__Exercise__. The lines you return must be all those in the data that hold the string "ShellRuleEngine".

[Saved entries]
━━━━━━━━━━

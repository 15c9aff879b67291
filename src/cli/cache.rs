//! The `cache` command.

use crate::cache::Cache;
use crate::config::Settings;
use anyhow::Result;
use clap::{Args, Subcommand};
use colored::Colorize;

/// Manage the bundle source cache.
#[derive(Args)]
pub struct CacheCommand {
    #[command(subcommand)]
    command: CacheSubcommand,
}

#[derive(Subcommand)]
enum CacheSubcommand {
    /// Delete every cached bundle source
    Clean,
    /// Print the cache directory path
    Dir,
}

impl CacheCommand {
    pub async fn execute(self, settings: Settings) -> Result<()> {
        let cache = Cache::with_dir(settings.cache_dir);
        match self.command {
            CacheSubcommand::Clean => {
                let removed = cache.clear()?;
                println!(
                    "{} {removed} cached bundle{}",
                    "Removed".green().bold(),
                    if removed == 1 { "" } else { "s" }
                );
            }
            CacheSubcommand::Dir => {
                println!("{}", cache.dir().display());
            }
        }
        Ok(())
    }
}
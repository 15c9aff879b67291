//! The `restore` command.

use crate::config::Settings;
use crate::installer::Installer;
use crate::lockfile::{LOCKFILE_NAME, LockFile};
use crate::runner::{ShellRuleEngine, TomlDescriptionLoader};
use anyhow::Result;
use clap::Args;
use colored::Colorize;
use std::path::PathBuf;

/// Reinstall every bundle a lockfile names, in file order, each pinned
/// to its recorded state. Dependency discovery is disabled during replay;
/// the lockfile's ordering is trusted instead.
#[derive(Args)]
pub struct RestoreCommand {
    /// Lockfile to replay
    #[arg(short, long, default_value = LOCKFILE_NAME)]
    lockfile: PathBuf,
}

impl RestoreCommand {
    pub async fn execute(self, settings: Settings) -> Result<()> {
        let lock = LockFile::load(&self.lockfile)?;
        let count = lock.entries.len();
        let installer = Installer::new(settings, ShellRuleEngine, TomlDescriptionLoader)?;
        installer.restore(&lock).await?;
        println!(
            "{} {count} bundle{} from {}",
            "Restored".green().bold(),
            if count == 1 { "" } else { "s" },
            self.lockfile.display()
        );
        Ok(())
    }
}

━━━━━━━━━━

__Answer__.
use crate::runner::{ShellRuleEngine, TomlDescriptionLoader};
        let installer = Installer::new(settings, ShellRuleEngine, TomlDescriptionLoader)?;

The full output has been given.